* [Your task]
Produce a character-for-character copy of the data below.

* [Dataset]
use serde::{Deserialize, Serialize};

/// Size of the main number pool (values 1..=50).
pub const MAIN_POOL: usize = 50;

/// How many main numbers make up one set.
pub const MAIN_PICKS: usize = 5;

/// Size of the euro number pool (values 1..=12).
pub const EURO_POOL: usize = 12;

/// How many euro numbers make up one set.
pub const EURO_PICKS: usize = 2;

/// One complete prediction: 5 main numbers and 2 euro numbers.
///
/// # Invariants
/// - `main` holds 5 distinct values in 1..=50
/// - `euro` holds 2 distinct values in 1..=12
/// - Both sequences keep their emission order; sorting happens only in
///   the display helpers
#[derive(Serialize, Deserialize, Clone, Debug, PartialEq, Eq)]
pub struct ResultSet {
	/// Main pool picks, in emission order.
	pub main: Vec<u8>,

	/// Euro pool picks, in emission order.
	pub euro: Vec<u8>,
}

impl ResultSet {
	/// Main numbers in ascending order (display and export form).
	pub fn sorted_main(&self) -> Vec<u8> {
		let mut sorted = self.main.clone();
		sorted.sort_unstable();
		sorted
	}

	/// Euro numbers in ascending order (display and export form).
	pub fn sorted_euro(&self) -> Vec<u8> {
		let mut sorted = self.euro.clone();
		sorted.sort_unstable();
		sorted
	}
}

* [Solution]
use serde::{Deserialize, Serialize};

/// Size of the main number pool (values 1..=50).
pub const MAIN_POOL: usize = 50;

/// How many main numbers make up one set.
pub const MAIN_PICKS: usize = 5;

/// Size of the euro number pool (values 1..=12).
pub const EURO_POOL: usize = 12;

/// How many euro numbers make up one set.
pub const EURO_PICKS: usize = 2;

/// One complete prediction: 5 main numbers and 2 euro numbers.
///
/// # Invariants
/// - `main` holds 5 distinct values in 1..=50
/// - `euro` holds 2 distinct values in 1..=12
/// - Both sequences keep their emission order; sorting happens only in
///   the display helpers
#[derive(Serialize, Deserialize, Clone, Debug, PartialEq, Eq)]
pub struct ResultSet {
	/// Main pool picks, in emission order.
	pub main: Vec<u8>,

	/// Euro pool picks, in emission order.
	pub euro: Vec<u8>,
}

impl ResultSet {
	/// Main numbers in ascending order (display and export form).
	pub fn sorted_main(&self) -> Vec<u8> {
		let mut sorted = self.main.clone();
		sorted.sort_unstable();
		sorted
	}

	/// Euro numbers in ascending order (display and export form).
	pub fn sorted_euro(&self) -> Vec<u8> {
		let mut sorted = self.euro.clone();
		sorted.sort_unstable();
		sorted
	}
}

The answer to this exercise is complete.